▸ Goal of the exercise:
Scan the records below for the word "Collapsed". Copy each line where it appears.

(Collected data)
————————

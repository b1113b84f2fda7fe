use crossterm::event::{self, Event, KeyCode, KeyEvent, KeyEventKind};
use crossterm::execute;
use crossterm::terminal::{
    EnterAlternateScreen, LeaveAlternateScreen, disable_raw_mode, enable_raw_mode,
    size as terminal_size,
};
use ratatui::Terminal;
use ratatui::backend::CrosstermBackend;
use std::io;

use crate::tui::app::{App, FilterFormField, FormField, Mode};
use crate::tui::error::TuiError;
use crate::tui::layout::Layout;
use crate::tui::widgets::problem_view::get_content_string;
use crate::utils::{has_primary_modifier, parse_key_binding};

/// Guard that ensures terminal state is restored even on panic.
/// If the terminal is left in raw mode or the alternate screen, the user's
/// shell is unusable afterwards.
struct TerminalGuard {
    raw_mode_enabled: bool,
    alternate_screen_enabled: bool,
}

impl TerminalGuard {
    fn new() -> Result<Self, TuiError> {
        enable_raw_mode()?;
        let mut stdout = io::stdout();
        execute!(stdout, EnterAlternateScreen)?;

        Ok(Self {
            raw_mode_enabled: true,
            alternate_screen_enabled: true,
        })
    }

    /// Manually restore terminal state (called on normal exit).
    /// After calling this, the guard does nothing on drop.
    fn restore(&mut self) -> Result<(), TuiError> {
        if self.raw_mode_enabled {
            disable_raw_mode()?;
            self.raw_mode_enabled = false;
        }
        if self.alternate_screen_enabled {
            execute!(io::stdout(), LeaveAlternateScreen)?;
            self.alternate_screen_enabled = false;
        }
        Ok(())
    }
}

impl Drop for TerminalGuard {
    fn drop(&mut self) {
        // Ignore errors in drop - we're already in a cleanup path
        if self.raw_mode_enabled {
            let _ = disable_raw_mode();
        }
        if self.alternate_screen_enabled {
            let _ = execute!(io::stdout(), LeaveAlternateScreen);
        }
    }
}

/// True if the key event matches a configured binding string.
fn matches_binding(key: &KeyEvent, binding: &str) -> bool {
    match parse_key_binding(binding) {
        Ok(parsed) => {
            key.code == parsed.key_code
                && parsed.requires_ctrl == has_primary_modifier(key.modifiers)
        }
        Err(_) => false,
    }
}

pub fn run_event_loop(mut app: App) -> Result<(), TuiError> {
    // Check terminal size before entering the alternate screen so the
    // error is readable in the normal terminal.
    let (width, height) = terminal_size().map_err(TuiError::IoError)?;

    let min_width_with_border = Layout::MIN_WIDTH + 2;
    let min_height_with_border = Layout::MIN_HEIGHT + 2;

    if width < min_width_with_border || height < min_height_with_border {
        return Err(TuiError::RenderError(format!(
            "Terminal size too small. Current: {}x{}, Minimum required: {}x{}. Please resize your terminal window.",
            width, height, min_width_with_border, min_height_with_border
        )));
    }

    let mut guard = TerminalGuard::new()?;

    let backend = CrosstermBackend::new(io::stdout());
    let mut terminal = Terminal::new(backend)?;

    loop {
        // Auto-clear expired status messages
        app.check_status_message_timeout();

        // Apply any lookup responses that arrived since the last tick
        // (stale ones are dropped by the sequence guard).
        app.drain_lookup();

        // Render
        let terminal_size = terminal.size()?;
        let terminal_rect = ratatui::layout::Rect::new(0, 0, terminal_size.width, terminal_size.height);
        terminal.draw(|f| {
            let layout = Layout::calculate(
                terminal_rect,
                app.config.sidebar_width_percent,
                app.ui.sidebar_state == crate::tui::app::SidebarState::Collapsed,
            );
            crate::tui::render::render(f, &mut app, &layout);
        })?;

        // Handle events - only Press events, to avoid double-processing on Windows
        if event::poll(std::time::Duration::from_millis(16))? {
            match event::read()? {
                Event::Key(key_event) => {
                    if key_event.kind == KeyEventKind::Press
                        && handle_key_event(&mut app, key_event)?
                    {
                        break; // Quit requested
                    }
                }
                Event::Resize(_width, _height) => {
                    // Layout recalculates from terminal.size() on next draw
                }
                _ => {}
            }
        }
    }

    guard.restore()?;

    Ok(())
}

/// Dispatch one key event. Returns true when the application should quit.
fn handle_key_event(app: &mut App, key: KeyEvent) -> Result<bool, TuiError> {
    // The delete confirmation modal swallows everything first
    if app.modals.delete_confirmation.is_some() {
        handle_delete_modal(app, key);
        return Ok(false);
    }

    match app.ui.mode {
        Mode::Help => {
            if key.code == KeyCode::Esc || matches_binding(&key, &app.config.key_bindings.help.clone()) {
                app.ui.mode = Mode::View;
            }
            Ok(false)
        }
        Mode::Filter => {
            handle_filter_modal(app, key);
            Ok(false)
        }
        Mode::Create => {
            handle_form_key(app, key);
            Ok(false)
        }
        Mode::Search => {
            handle_search_key(app, key);
            Ok(false)
        }
        Mode::View => handle_view_key(app, key),
    }
}

fn handle_view_key(app: &mut App, key: KeyEvent) -> Result<bool, TuiError> {
    let kb = app.config.key_bindings.clone();

    if matches_binding(&key, &kb.quit) {
        return Ok(true);
    }

    if matches_binding(&key, &kb.list_up) || key.code == KeyCode::Up {
        app.select_prev();
    } else if matches_binding(&key, &kb.list_down) || key.code == KeyCode::Down {
        app.select_next();
    } else if matches_binding(&key, &kb.new) {
        app.start_create();
    } else if matches_binding(&key, &kb.edit) {
        app.start_edit();
    } else if matches_binding(&key, &kb.delete) {
        app.request_delete();
    } else if matches_binding(&key, &kb.search) {
        app.ui.mode = Mode::Search;
    } else if matches_binding(&key, &kb.filter) {
        app.open_filter_modal();
    } else if matches_binding(&key, &kb.toggle_sidebar) {
        app.ui.sidebar_state = match app.ui.sidebar_state {
            crate::tui::app::SidebarState::Expanded => crate::tui::app::SidebarState::Collapsed,
            crate::tui::app::SidebarState::Collapsed => crate::tui::app::SidebarState::Expanded,
        };
    } else if matches_binding(&key, &kb.enrich) {
        app.enrich_selected();
    } else if matches_binding(&key, &kb.yank_code) {
        app.yank_code();
    } else if matches_binding(&key, &kb.yank_url) {
        app.yank_url();
    } else if matches_binding(&key, &kb.help) {
        app.ui.mode = Mode::Help;
    } else if key.code == KeyCode::PageDown {
        if let Some(problem) = app.selected_problem() {
            let max = get_content_string(&problem).lines().count().saturating_sub(1);
            app.ui.detail_scroll = (app.ui.detail_scroll + 5).min(max);
        }
    } else if key.code == KeyCode::PageUp {
        app.ui.detail_scroll = app.ui.detail_scroll.saturating_sub(5);
    }

    Ok(false)
}

fn handle_search_key(app: &mut App, key: KeyEvent) {
    match key.code {
        KeyCode::Esc => {
            app.search.query.clear();
            app.ui.mode = Mode::View;
            app.adjust_selected_index();
            app.sync_list_state();
        }
        KeyCode::Enter => {
            // Keep the query as a list filter, back to browsing
            app.ui.mode = Mode::View;
        }
        KeyCode::Backspace => {
            app.search.query.pop();
            app.adjust_selected_index();
            app.sync_list_state();
        }
        KeyCode::Up => app.select_prev(),
        KeyCode::Down => app.select_next(),
        KeyCode::Char(c) if !has_primary_modifier(key.modifiers) => {
            app.search.query.push(c);
            app.ui.selected_index = 0;
            app.sync_list_state();
        }
        _ => {}
    }
}

fn handle_form_key(app: &mut App, key: KeyEvent) {
    let kb = app.config.key_bindings.clone();

    if matches_binding(&key, &kb.save) {
        app.save_form();
        return;
    }

    // Field resizing must win over plain Up/Down handling
    if matches_binding(&key, &kb.field_grow) {
        if let Some(ref mut form) = app.form {
            form.resize_active_field(1);
        }
        return;
    }
    if matches_binding(&key, &kb.field_shrink) {
        if let Some(ref mut form) = app.form {
            form.resize_active_field(-1);
        }
        return;
    }

    let mut refresh = false;
    {
        let Some(form) = app.form.as_mut() else { return };
        let field = form.current_field;

        match key.code {
            KeyCode::Esc => {
                if !form.suggestions.is_empty() {
                    form.clear_suggestions();
                } else {
                    app.cancel_form();
                }
                return;
            }
            KeyCode::Tab => {
                if field == FormField::Code {
                    form.code.insert_str("    ");
                } else {
                    form.current_field = field.next();
                    form.clear_suggestions();
                }
            }
            KeyCode::BackTab => {
                form.current_field = field.prev();
                form.clear_suggestions();
            }
            KeyCode::Enter => {
                if !form.suggestions.is_empty() && field.triggers_autocomplete() {
                    form.apply_suggestion();
                } else if field.is_multi_line() {
                    if let Some(editor) = form.active_editor_mut() {
                        editor.insert_newline();
                    }
                } else {
                    form.current_field = field.next();
                    form.clear_suggestions();
                }
            }
            KeyCode::Up => {
                if !form.suggestions.is_empty() && field.triggers_autocomplete() {
                    form.suggestion_index = form.suggestion_index.saturating_sub(1);
                } else if field.is_multi_line() {
                    if let Some(editor) = form.active_editor_mut() {
                        editor.move_cursor_up();
                    }
                } else {
                    form.current_field = field.prev();
                }
            }
            KeyCode::Down => {
                if !form.suggestions.is_empty() && field.triggers_autocomplete() {
                    form.suggestion_index =
                        (form.suggestion_index + 1).min(form.suggestions.len().saturating_sub(1));
                } else if field.is_multi_line() {
                    if let Some(editor) = form.active_editor_mut() {
                        editor.move_cursor_down();
                    }
                } else {
                    form.current_field = field.next();
                }
            }
            KeyCode::Left => {
                if field == FormField::Difficulty {
                    form.cycle_difficulty(false);
                } else if let Some(editor) = form.active_editor_mut() {
                    if has_primary_modifier(key.modifiers) {
                        editor.move_cursor_word_left();
                    } else {
                        editor.move_cursor_left();
                    }
                }
            }
            KeyCode::Right => {
                if field == FormField::Difficulty {
                    form.cycle_difficulty(true);
                } else if let Some(editor) = form.active_editor_mut() {
                    if has_primary_modifier(key.modifiers) {
                        editor.move_cursor_word_right();
                    } else {
                        editor.move_cursor_right();
                    }
                }
            }
            KeyCode::Home => {
                if let Some(editor) = form.active_editor_mut() {
                    editor.move_cursor_home();
                }
            }
            KeyCode::End => {
                if let Some(editor) = form.active_editor_mut() {
                    editor.move_cursor_end();
                }
            }
            KeyCode::Backspace => {
                if let Some(editor) = form.active_editor_mut() {
                    editor.delete_char();
                }
                refresh = field.triggers_autocomplete();
            }
            KeyCode::Char(' ') if field == FormField::Difficulty => {
                form.cycle_difficulty(true);
            }
            KeyCode::Char(c) if !has_primary_modifier(key.modifiers) => {
                if let Some(editor) = form.active_editor_mut() {
                    editor.insert_char(c);
                }
                refresh = field.triggers_autocomplete();
            }
            _ => {}
        }
    }

    if refresh {
        app.refresh_suggestions();
    }
}

fn handle_filter_modal(app: &mut App, key: KeyEvent) {
    let Some(form) = app.filter.form_state.as_mut() else {
        app.ui.mode = Mode::View;
        return;
    };
    let field = form.current_field;

    match key.code {
        KeyCode::Esc => {
            app.filter.form_state = None;
            app.ui.mode = Mode::View;
        }
        KeyCode::Tab | KeyCode::Down => form.current_field = field.next(),
        KeyCode::BackTab | KeyCode::Up => form.current_field = field.prev(),
        KeyCode::Left if field == FilterFormField::Difficulty => {
            form.difficulty_index = (form.difficulty_index + 3) % 4;
        }
        KeyCode::Right if field == FilterFormField::Difficulty => {
            form.difficulty_index = (form.difficulty_index + 1) % 4;
        }
        KeyCode::Enter => match field {
            FilterFormField::Apply => app.apply_filter_form(),
            FilterFormField::Clear => app.clear_filters(),
            FilterFormField::Cancel => {
                app.filter.form_state = None;
                app.ui.mode = Mode::View;
            }
            _ => form.current_field = field.next(),
        },
        KeyCode::Backspace if field == FilterFormField::Tag => form.tag.delete_char(),
        KeyCode::Char(c) if field == FilterFormField::Tag && !has_primary_modifier(key.modifiers) => {
            form.tag.insert_char(c);
        }
        _ => {}
    }
}

fn handle_delete_modal(app: &mut App, key: KeyEvent) {
    match key.code {
        KeyCode::Up | KeyCode::Down => {
            // Two options, any vertical movement toggles
            app.modals.delete_modal_selection = 1 - app.modals.delete_modal_selection;
        }
        KeyCode::Esc => {
            app.modals.delete_confirmation = None;
        }
        KeyCode::Enter => {
            let confirmed = app.modals.delete_modal_selection == 0;
            let id = app.modals.delete_confirmation.take().map(|p| p.id);
            if confirmed {
                if let Some(id) = id {
                    app.delete_problem(&id);
                }
            }
        }
        _ => {}
    }
}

————————

▸ The completed task:
                app.ui.sidebar_state == crate::tui::app::SidebarState::Collapsed,
            crate::tui::app::SidebarState::Expanded => crate::tui::app::SidebarState::Collapsed,
            crate::tui::app::SidebarState::Collapsed => crate::tui::app::SidebarState::Expanded,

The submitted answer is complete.